The 3D printer lays out concrete and interlocking steel bars as it builds a structure. Khoshnevis says that the printer can handle the plumbing, electrical networks and flooring for multi-story buildings....
(Excerpt) Read more at cbsnews.com ...
If we can 3D-print a better home, could we possibly look forward to 3D-printing a better government?
Only if we can 3D-print working brains for the liberal voters.
That must be on BIG printer.
Maybe that starts with 3d printing guns.
Back in the 60s Robert Heinlein pointed this. Out. He wrote imagine what a car would cost, and how long it would take to build if like a house, a bunch of raw material was transported to your location and put together from scratch there....
“That must be on BIG printer.”
There is an animation on the linked page.
It looks very feasible. Save time, labor, materials, etc.
The equipment looks fairly straightforward, and not too “big.”
The term “3D Printing” is misleading. It is more like an automatic building machine.
Interesting, but it’s probably more cost-effective to use the “printer” to construct prefabricated house pieces, and then truck the completed pieces to the building site and assemble them, rather than truck the printing assembly around.
The thing I’m waiting for is for prefabrication or other automated assembly to actually start reducing house prices. Right now, a nice custom prefabricated costs as much if not more than a regular stick-built (and I’m not talking “Palm Harbor”; I mean built to the same standards as houses like Lennar and so on).
3D printer can build a house in 20 hours
http://www.youtube.com/watch?v=ehnzfGP6sq4
Fully-customized, modular solar house is 3D printed prefab
http://www.youtube.com/watch?v=3R1CBFBxuew
3D print your house
http://www.youtube.com/watch?v=pr3lN1nSj_0
Why Design Now?: Contour Crafting
http://www.youtube.com/watch?v=-yv-IWdSdns
3D printing: Architectural Modelling
http://www.youtube.com/watch?v=_gbrhsFH7I8
3D printed ROOM looks like beautiful interior of a cathedral
http://www.youtube.com/watch?v=5bKh-YDh_DE
New 3D Printer can build a House in just 24 hours
http://www.youtube.com/watch?v=0TK8SrPgIpc
Palm Harbor also makes modulars.
Palm Harbor isn’t all that much better than a trailer.

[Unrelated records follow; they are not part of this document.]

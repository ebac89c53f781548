use crate::data::LetterFrequencies;
use rayon::prelude::*;
use std::collections::HashSet;
use std::sync::Arc;

/// A word along with its score. The higher the score, the better the guess.
#[derive(Clone, Debug, PartialEq, Eq, Hash)]
pub struct ScoredWord {
    pub word: Arc<str>,
    pub score: u64,
}

/// Words ordered from best to worst guess.
#[derive(Clone, Debug, Default, PartialEq, Eq)]
pub struct Ranking {
    /// Every ranked word, ordered by descending score. Words with equal scores keep the order in
    /// which they were given.
    pub scored: Vec<ScoredWord>,
    /// Every word that shares the highest score, in ranked order.
    pub top_words: Vec<Arc<str>>,
}

impl Ranking {
    /// Returns the highest score, if any words were ranked.
    pub fn top_score(&self) -> Option<u64> {
        self.scored.first().map(|scored| scored.score)
    }
}

/// Scores a word by the number of times each of its unique letters occurs in the whole
/// dictionary.
///
/// Repeated letters are only counted once, which favours guesses that test many common letters.
///
/// ```
/// use wordle_filter::{score_word, LetterFrequencies};
///
/// let frequencies = LetterFrequencies::new(&["SASSY", "ASSAY"]);
///
/// assert_eq!(score_word("SASSY", &frequencies), 5 + 3 + 2);
/// ```
pub fn score_word(word: &str, frequencies: &LetterFrequencies) -> u64 {
    let unique_letters: HashSet<char> = word.chars().collect();
    unique_letters
        .iter()
        .map(|letter| frequencies.count(*letter))
        .sum()
}

/// Scores every word with [`score_word()`] and sorts them from best to worst.
pub fn rank(words: &[Arc<str>], frequencies: &LetterFrequencies) -> Ranking {
    let mut scored: Vec<ScoredWord> = words
        .par_iter()
        .map(|word| ScoredWord {
            word: Arc::clone(word),
            score: score_word(word, frequencies),
        })
        .collect();
    // `sort_by` is stable, so ties stay in dictionary order.
    scored.sort_by(|a, b| b.score.cmp(&a.score));

    let top_words = match scored.first() {
        Some(best) => scored
            .iter()
            .take_while(|scored_word| scored_word.score == best.score)
            .map(|scored_word| Arc::clone(&scored_word.word))
            .collect(),
        None => Vec::new(),
    };
    Ranking { scored, top_words }
}
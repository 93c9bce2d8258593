//! Error taxonomy for the connection layer.
//!
//! Nothing in tether throws across its public boundary: pool and correlator
//! operations report failure through `bool` returns or synthesized error
//! envelopes. [`TetherError`] is the internal currency those paths are built
//! from, and [`ErrorKind`] is its stable, serialisable classification used in
//! logs, metrics labels and synthesized responses.

use std::fmt;

use serde::{Deserialize, Serialize};
use thiserror::Error;

use crate::ids::{EndpointKey, RequestId};

/// Errors produced inside the connection layer.
#[derive(Debug, Error)]
pub enum TetherError {
    /// A send was attempted without an open connection.
    #[error("no open connection for {key}")]
    TransportUnavailable {
        /// Endpoint the send targeted.
        key: EndpointKey,
    },

    /// The request id is already in flight.
    #[error("request {request_id} is already pending")]
    DuplicateRequest {
        /// The colliding id.
        request_id: RequestId,
    },

    /// An outgoing request carried no `requestId`.
    #[error("request has no requestId")]
    MissingRequestId,

    /// No matching response arrived before the deadline.
    #[error("request {request_id} timed out after {timeout_ms}ms")]
    Timeout {
        /// The abandoned request.
        request_id: RequestId,
        /// Configured timeout.
        timeout_ms: u64,
    },

    /// An inbound payload could not be parsed into an envelope.
    #[error("malformed payload: {0}")]
    Parse(String),

    /// A bounded reconnect policy used up all its attempts.
    #[error("reconnect attempts exhausted for {key} after {attempts} attempts")]
    ReconnectExhausted {
        /// Endpoint that gave up.
        key: EndpointKey,
        /// Attempts made.
        attempts: u32,
    },

    /// The pool is at its connection ceiling.
    #[error("connection limit of {limit} reached, {key} not connected")]
    ConnectionLimit {
        /// Endpoint that was denied a connection.
        key: EndpointKey,
        /// Configured ceiling.
        limit: usize,
    },

    /// The underlying transport failed to connect or broke.
    #[error("transport error: {0}")]
    Transport(String),
}

impl TetherError {
    /// Stable classification of this error.
    #[must_use]
    pub fn kind(&self) -> ErrorKind {
        match self {
            Self::TransportUnavailable { .. } => ErrorKind::TransportUnavailable,
            Self::DuplicateRequest { .. } => ErrorKind::DuplicateRequest,
            Self::MissingRequestId => ErrorKind::MissingRequestId,
            Self::Timeout { .. } => ErrorKind::Timeout,
            Self::Parse(_) => ErrorKind::ParseFailure,
            Self::ReconnectExhausted { .. } => ErrorKind::ReconnectExhausted,
            Self::ConnectionLimit { .. } => ErrorKind::ConnectionLimit,
            Self::Transport(_) => ErrorKind::Transport,
        }
    }
}

impl From<serde_json::Error> for TetherError {
    fn from(e: serde_json::Error) -> Self {
        Self::Parse(e.to_string())
    }
}

/// Result type for fallible internals.
pub type Result<T> = std::result::Result<T, TetherError>;

/// Serialisable error classification.
#[derive(Clone, Copy, Debug, PartialEq, Eq, Hash, Serialize, Deserialize)]
#[serde(rename_all = "snake_case")]
pub enum ErrorKind {
    /// No open connection.
    TransportUnavailable,
    /// Request id already pending.
    DuplicateRequest,
    /// Request without id.
    MissingRequestId,
    /// Deadline elapsed.
    Timeout,
    /// Malformed inbound payload.
    ParseFailure,
    /// Bounded reconnect gave up.
    ReconnectExhausted,
    /// Pool ceiling hit.
    ConnectionLimit,
    /// Transport-level failure.
    Transport,
}

impl ErrorKind {
    /// Wire string used in synthesized error envelopes and metric labels.
    #[must_use]
    pub fn as_str(self) -> &'static str {
        match self {
            Self::TransportUnavailable => "transport_unavailable",
            Self::DuplicateRequest => "duplicate_request",
            Self::MissingRequestId => "missing_request_id",
            Self::Timeout => "timeout",
            Self::ParseFailure => "parse_failure",
            Self::ReconnectExhausted => "reconnect_exhausted",
            Self::ConnectionLimit => "connection_limit",
            Self::Transport => "transport",
        }
    }
}

impl fmt::Display for ErrorKind {
    fn fmt(&self, f: &mut fmt::Formatter<'_>) -> fmt::Result {
        f.write_str(self.as_str())
    }
}

// ─────────────────────────────────────────────────────────────────────────────
// Tests
// ─────────────────────────────────────────────────────────────────────────────
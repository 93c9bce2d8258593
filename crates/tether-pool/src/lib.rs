//! # tether-pool
//!
//! Shares one physical duplex connection per endpoint among any number of
//! logical subscribers.
//!
//! - [`ConnectionPool`]: lazily opens connections on first subscribe, fans
//!   inbound envelopes out to every subscriber, tears down on last
//!   unsubscribe, and reconnects under a [`ReconnectPolicy`]
//! - [`Connector`]: the transport seam. [`WsConnector`] speaks WebSocket,
//!   [`MemoryConnector`] is an in-process peer for tests
//! - [`ConnectionStatus`]: what status subscribers are told on every
//!   connection state change
//!
//! `subscribe`, `subscribe_to_status` and `send` never suspend. Each
//! connection is driven by exactly one spawned task, so they must be called
//! from within a tokio runtime.

#![deny(unsafe_code)]

pub mod memory;
pub mod metrics;
pub mod pool;
mod record;
pub mod reconnect;
pub mod stats;
pub mod status;
pub mod transport;
pub mod ws;

pub use memory::{MemoryConnector, MemoryPeer};
pub use pool::{ConnectionPool, PoolConfig, Subscription};
pub use reconnect::{
    HEALTHY_UPTIME, ReconnectDecision, ReconnectPolicy, ReconnectState, proved_healthy,
};
pub use stats::{ConnectionDetail, PoolStats};
pub use status::{CloseReason, ConnectionState, ConnectionStatus};
pub use transport::{Connector, Duplex, Outbound, TransportEvent};
pub use ws::WsConnector;
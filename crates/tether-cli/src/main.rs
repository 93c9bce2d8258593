//! # tether
//!
//! Command-line client for the connection layer: opens a pooled WebSocket
//! connection, sends one correlated request and prints the response.

#![deny(unsafe_code)]

use std::path::PathBuf;
use std::time::Duration;

use anyhow::{Context, Result, bail};
use clap::{Parser, Subcommand};
use serde_json::{Map, Value};
use tether_core::{EndpointKey, Envelope, RequestId};
use tether_pool::{
    CloseReason, ConnectionPool, ConnectionState, ConnectionStatus, PoolConfig, WsConnector,
};
use tether_rpc::{ListenerOptions, PoolChannel, RequestCorrelator};
use tether_settings::TetherSettings;
use tokio::sync::watch;
use tracing::info;

/// Tether command-line client.
#[derive(Parser, Debug)]
#[command(name = "tether", about = "Talk to an endpoint through the tether connection layer")]
struct Cli {
    /// Settings file (defaults to `~/.tether/settings.json`).
    #[arg(long, global = true)]
    settings: Option<PathBuf>,

    /// Log level (overrides settings; `RUST_LOG` still wins).
    #[arg(long, global = true)]
    log_level: Option<String>,

    #[command(subcommand)]
    command: Command,
}

#[derive(Subcommand, Debug)]
enum Command {
    /// Send one request and print the response.
    Request {
        /// Endpoint URL, e.g. `ws://localhost:8765`.
        endpoint: String,

        /// Message kind to send.
        #[arg(long, default_value = "ping")]
        status: String,

        /// JSON object merged into the request body.
        #[arg(long)]
        body: Option<String>,

        /// Prefix for the generated request id.
        #[arg(long, default_value = "cli")]
        prefix: String,

        /// Response timeout (overrides settings).
        #[arg(long)]
        timeout_ms: Option<u64>,
    },
    /// Connect and print a pool stats snapshot.
    Stats {
        /// Endpoint URL.
        endpoint: String,
    },
}

fn load_settings(cli: &Cli) -> Result<TetherSettings> {
    let path = cli
        .settings
        .clone()
        .unwrap_or_else(tether_settings::settings_path);
    let mut settings = tether_settings::load_settings_from_path(&path)
        .with_context(|| format!("Failed to load settings from {}", path.display()))?;
    if let Some(level) = &cli.log_level {
        settings.logging.level.clone_from(level);
    }
    Ok(settings)
}

/// Envelope keys owned by `--status` and `--prefix`, not by `--body`.
const RESERVED_BODY_KEYS: [(&str, &str); 2] = [("status", "--status"), ("requestId", "--prefix")];

/// Build the request envelope from the command-line pieces.
fn build_request(status: &str, body: Option<&str>, prefix: &str) -> Result<Envelope> {
    let mut envelope = Envelope::new(status).with_request_id(RequestId::with_prefix(prefix));
    if let Some(body) = body {
        let fields: Map<String, Value> =
            serde_json::from_str(body).context("--body must be a JSON object")?;
        for (key, flag) in RESERVED_BODY_KEYS {
            if fields.contains_key(key) {
                bail!("--body may not set `{key}`; use {flag}");
            }
        }
        envelope.body.extend(fields);
    }
    Ok(envelope)
}

fn is_terminal(status: &ConnectionStatus) -> bool {
    matches!(
        status.state,
        ConnectionState::Closed(CloseReason::Exhausted | CloseReason::LimitReached)
    )
}

/// Wait until `key` is open, failing on timeout or a terminal status.
async fn wait_for_open(pool: &ConnectionPool, key: &EndpointKey, timeout: Duration) -> Result<()> {
    let (tx, mut rx) = watch::channel(pool.status(key));
    let _watch = pool.subscribe_to_status(key, move |status| {
        let _ = tx.send_replace(status.clone());
    });

    let waited = tokio::time::timeout(
        timeout,
        rx.wait_for(|status| status.connected || is_terminal(status)),
    )
    .await;
    match waited {
        Ok(Ok(status)) if status.connected => {
            info!(key = %key, "connected");
            Ok(())
        }
        Ok(Ok(status)) => bail!("{key}: {}", status.label()),
        Ok(Err(_)) => bail!("{key}: status stream closed"),
        Err(_) => bail!(
            "{key}: not connected after {}ms ({})",
            timeout.as_millis(),
            pool.status(key).label()
        ),
    }
}

async fn send_request(
    settings: &TetherSettings,
    endpoint: &str,
    request: Envelope,
    timeout_ms: Option<u64>,
) -> Result<()> {
    let key = EndpointKey::new(endpoint);
    let timeout = Duration::from_millis(timeout_ms.unwrap_or(settings.correlator.request_timeout_ms));
    let pool = ConnectionPool::new(WsConnector::new(), PoolConfig::from_settings(&settings.pool));
    let correlator = RequestCorrelator::from_settings(&settings.correlator);
    let route = correlator.attach(&pool, &key);

    wait_for_open(&pool, &key, timeout).await?;
    let channel = PoolChannel::new(pool.clone(), key.clone());
    let response = correlator
        .request(&channel, request, ListenerOptions::new().timeout(timeout))
        .await;

    println!("{}", serde_json::to_string_pretty(&response)?);
    route.unsubscribe();
    pool.shutdown();

    if let Some(reason) = response.error_message() {
        bail!("request failed: {reason}");
    }
    Ok(())
}

async fn stats(settings: &TetherSettings, endpoint: &str) -> Result<()> {
    let key = EndpointKey::new(endpoint);
    let pool = ConnectionPool::new(WsConnector::new(), PoolConfig::from_settings(&settings.pool));
    let sub = pool.subscribe(&key, |_| {});
    let timeout = Duration::from_millis(settings.correlator.request_timeout_ms);
    let connected = wait_for_open(&pool, &key, timeout).await;

    println!("{}", serde_json::to_string_pretty(&pool.stats())?);
    sub.unsubscribe();
    pool.shutdown();
    connected
}

#[tokio::main]
async fn main() -> Result<()> {
    let cli = Cli::parse();
    let settings = load_settings(&cli)?;
    tether_logging::init_from_settings(&settings.logging);

    match cli.command {
        Command::Request {
            endpoint,
            status,
            body,
            prefix,
            timeout_ms,
        } => {
            let request = build_request(&status, body.as_deref(), &prefix)?;
            send_request(&settings, &endpoint, request, timeout_ms).await
        }
        Command::Stats { endpoint } => stats(&settings, &endpoint).await,
    }
}
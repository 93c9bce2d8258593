//! Connection state and the status notifications built from it.

use std::fmt;

use serde::Serialize;
use tether_core::EndpointKey;

/// Why a connection is closed.
#[derive(Clone, Copy, Debug, PartialEq, Eq, Hash, Serialize)]
#[serde(rename_all = "snake_case")]
pub enum CloseReason {
    /// Closed locally, or never opened.
    Clean,
    /// A bounded reconnect policy gave up.
    Exhausted,
    /// Parked because the pool was at its connection ceiling.
    LimitReached,
}

/// Lifecycle state of one connection.
#[derive(Clone, Copy, Debug, PartialEq, Eq, Hash, Serialize)]
#[serde(rename_all = "snake_case")]
pub enum ConnectionState {
    /// A connect attempt is in flight.
    Connecting,
    /// Frames can be sent.
    Open,
    /// Waiting out the reconnect delay.
    Reconnecting,
    /// Local teardown in progress.
    Closing,
    /// Not connected and not trying.
    Closed(CloseReason),
}

impl ConnectionState {
    /// Whether this state occupies a slot under the connection ceiling.
    pub fn is_active(self) -> bool {
        matches!(self, Self::Connecting | Self::Open | Self::Reconnecting)
    }

    /// Whether frames can be sent.
    pub fn is_open(self) -> bool {
        self == Self::Open
    }
}

impl fmt::Display for ConnectionState {
    fn fmt(&self, f: &mut fmt::Formatter<'_>) -> fmt::Result {
        let s = match self {
            Self::Connecting => "connecting",
            Self::Open => "open",
            Self::Reconnecting => "reconnecting",
            Self::Closing => "closing",
            Self::Closed(CloseReason::Clean) => "closed",
            Self::Closed(CloseReason::Exhausted) => "closed (exhausted)",
            Self::Closed(CloseReason::LimitReached) => "closed (limit reached)",
        };
        f.write_str(s)
    }
}

/// What status subscribers receive on every state change.
#[derive(Clone, Debug, PartialEq, Eq, Serialize)]
#[serde(rename_all = "camelCase")]
pub struct ConnectionStatus {
    /// Endpoint the status belongs to.
    pub key: EndpointKey,
    /// Shorthand for `state == Open`.
    pub connected: bool,
    /// Current lifecycle state.
    pub state: ConnectionState,
    /// Reconnect attempt number, 0 when not reconnecting.
    pub attempt: u32,
    /// Attempt cap of a bounded policy.
    #[serde(skip_serializing_if = "Option::is_none")]
    pub max_attempts: Option<u32>,
}

impl ConnectionStatus {
    /// Status of an endpoint with no connection.
    pub fn disconnected(key: EndpointKey) -> Self {
        Self {
            key,
            connected: false,
            state: ConnectionState::Closed(CloseReason::Clean),
            attempt: 0,
            max_attempts: None,
        }
    }

    /// Human-readable summary, e.g. `"reconnecting (2/10)"`.
    pub fn label(&self) -> String {
        match self.state {
            ConnectionState::Open => "connected".into(),
            ConnectionState::Connecting if self.attempt == 0 => "connecting".into(),
            ConnectionState::Connecting | ConnectionState::Reconnecting => {
                match self.max_attempts {
                    Some(max) => format!("reconnecting ({}/{max})", self.attempt),
                    None => format!("reconnecting ({})", self.attempt),
                }
            }
            ConnectionState::Closing | ConnectionState::Closed(CloseReason::Clean) => {
                "disconnected".into()
            }
            ConnectionState::Closed(CloseReason::Exhausted) => {
                "reconnect attempts exhausted".into()
            }
            ConnectionState::Closed(CloseReason::LimitReached) => {
                "disconnected (connection limit reached)".into()
            }
        }
    }
}

// ─────────────────────────────────────────────────────────────────────────────
// Tests
// ─────────────────────────────────────────────────────────────────────────────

It’s the “upscale” modular/prefab stuff that ought to be cheaper than it is (and Palm Harbor isn’t all that much cheaper than stickbuilt either).
I wasn’t touting their quality, merely saying that they do build modular, as did Oakwood way back when I worked for them. We had a triple-wide manufactured that wasn’t half bad. Sunken living room, gourmet kitchen, nice master, etc. Sold a few of them to snowbirds.
I surmise 3D printing may be to manufacturing what the computer was to data processing, or communications, to a very strong degree.
The first 3D printed organ — a liver — is expected in 2014
http://www.freerepublic.com/focus/f-news/3105585/posts
A bold new future for construction materials approaches (Self-forming 4-D skyscrapers?)
http://www.freerepublic.com/focus/f-news/3102415/posts
Lomiko’s Graphene 3D Lab Files Patent for Multiple Material Printer Filament
http://www.freerepublic.com/focus/f-news/3113868/posts
I doubt if I’ll ever understand what a 3d printer is.
However it works, lots of Mexicans are going to have to learn how to use them if they wanta’ keep building houses.
But...but...what about the Mexicans?
They can run the building machines. . .in Mexico.